In order to determine the site of action of 6-benzoylaminopurine (RD1), which inhibits the succinate dehydrogenase mitochondrial complex (complex II) specifically, its effects have been investigated and compared to the effects of the well-known inhibitor of that complex, thenoyltrifluoroacetone (TTFA). The two compounds were less active on state 4 than on state 3 rate of succinate oxidation by potato tuber (Solanum tuberosum) mitochondria. TTFA (below 800 muM) exhibited even a stimulatory effect on the state 4. RD1 and TTFA had the same effect on the succinate-cytochrome c reductase and succinate-oxidase activities. With respect to succinate-Q/DCPIP reductase activity, TTFA was slightly more efficient than RDI. On the succinate-DCPIP reductase activity, RDI had a rather weak effect and the effect of TTFA was variable. The two compounds inhibited (35%) PMS/cytochrome c reductase activity, whereas only a very slight inhibition occurred with PMS/DCPIP reductase activity. A differential effect was observed on the succinate-FeCN reductase activity, RDI being a less potent inhibitor than TTFA. For these different activities with artificial acceptors, the apparent affinity constants (K'i) of the two compounds were high and of the same order: between 100 and 200 muM for the sites of high affinity.
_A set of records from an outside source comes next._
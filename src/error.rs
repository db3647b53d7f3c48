//! Error types for Intake Assist.

use std::time::Duration;

use uuid::Uuid;

/// Top-level error type.
#[derive(Debug, thiserror::Error)]
pub enum Error {
    #[error("Configuration error: {0}")]
    Config(#[from] ConfigError),

    #[error("Database error: {0}")]
    Database(#[from] DatabaseError),

    #[error("LLM error: {0}")]
    Llm(#[from] LlmError),

    #[error("Knowledge store error: {0}")]
    Knowledge(#[from] KnowledgeError),

    #[error("Assistant error: {0}")]
    Assistant(#[from] AssistantError),
}

/// Configuration-related errors.
#[derive(Debug, thiserror::Error)]
pub enum ConfigError {
    #[error("Missing required environment variable: {0}")]
    MissingEnvVar(String),

    #[error("Invalid configuration value for {key}: {message}")]
    InvalidValue { key: String, message: String },

    #[error("Failed to parse configuration: {0}")]
    ParseError(String),

    #[error("IO error: {0}")]
    Io(#[from] std::io::Error),
}

/// Database-related errors.
#[derive(Debug, thiserror::Error)]
pub enum DatabaseError {
    #[error("Connection pool error: {0}")]
    Pool(String),

    #[error("Query failed: {0}")]
    Query(String),

    #[error("Entity not found: {entity} with id {id}")]
    NotFound { entity: String, id: String },

    #[error("Constraint violation: {0}")]
    Constraint(String),

    #[error("Migration failed: {0}")]
    Migration(String),

    #[error("Serialization error: {0}")]
    Serialization(String),
}

/// LLM provider errors.
#[derive(Debug, thiserror::Error)]
pub enum LlmError {
    #[error("Provider {provider} unavailable: {reason}")]
    Unavailable { provider: String, reason: String },

    #[error("Provider {provider} timed out after {timeout:?}")]
    Timeout { provider: String, timeout: Duration },

    #[error("Invalid request for {provider}: {reason}")]
    InvalidRequest { provider: String, reason: String },
}

/// Knowledge store errors.
#[derive(Debug, thiserror::Error)]
pub enum KnowledgeError {
    #[error("Embedding generation failed: {reason}")]
    EmbeddingFailed { reason: String },

    #[error("Invalid knowledge record: {0}")]
    InvalidRecord(String),

    #[error(
        "Stored embeddings come from '{stored}' but the active embedder is '{active}'; re-ingest the knowledge base"
    )]
    EmbedderMismatch { stored: String, active: String },

    #[error("Database error: {0}")]
    Database(#[from] DatabaseError),
}

/// Errors surfaced by the dialogue and retrieval core.
#[derive(Debug, thiserror::Error)]
pub enum AssistantError {
    #[error("Invalid input: {0}")]
    InvalidInput(String),

    #[error("No data found for query: {query}")]
    NoDataFound { query: String },

    #[error("Model unavailable: {reason}")]
    ModelUnavailable { reason: String },

    #[error("Model timed out after {timeout:?}")]
    ModelTimeout { timeout: Duration },

    #[error("Malformed model output: {reason}")]
    MalformedModelOutput { reason: String },

    #[error("Flow {flow_type} is not registered")]
    UnknownFlow { flow_type: String },

    #[error("Conversation {id} not found")]
    ConversationNotFound { id: Uuid },

    #[error("Conversation {id} is already finished")]
    ConversationFinished { id: Uuid },

    #[error("Database error: {0}")]
    Database(#[from] DatabaseError),

    #[error("Knowledge store error: {0}")]
    Knowledge(#[from] KnowledgeError),
}

impl AssistantError {
    /// Whether this error came from the model boundary (unavailable or timed out).
    pub fn is_model_failure(&self) -> bool {
        matches!(self, Self::ModelUnavailable { .. } | Self::ModelTimeout { .. })
    }
}

impl From<LlmError> for AssistantError {
    fn from(err: LlmError) -> Self {
        match err {
            LlmError::Timeout { timeout, .. } => Self::ModelTimeout { timeout },
            other => Self::ModelUnavailable {
                reason: other.to_string(),
            },
        }
    }
}

/// Result type alias for the crate.
pub type Result<T> = std::result::Result<T, Error>;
RD1, but not TTFA, was competitive with respect to PMS. Both compounds exhibited no competitive behaviour on succinate oxidase, succinate-PMS/DCPIP reductase and succinate-Q/DCPIP reductase activities. From these comparative results it is concluded that RDI may act at the first two Fe-S centres (S1, S2), inhibiting the semi-quinone production, while TTFA would act at the S3 centre.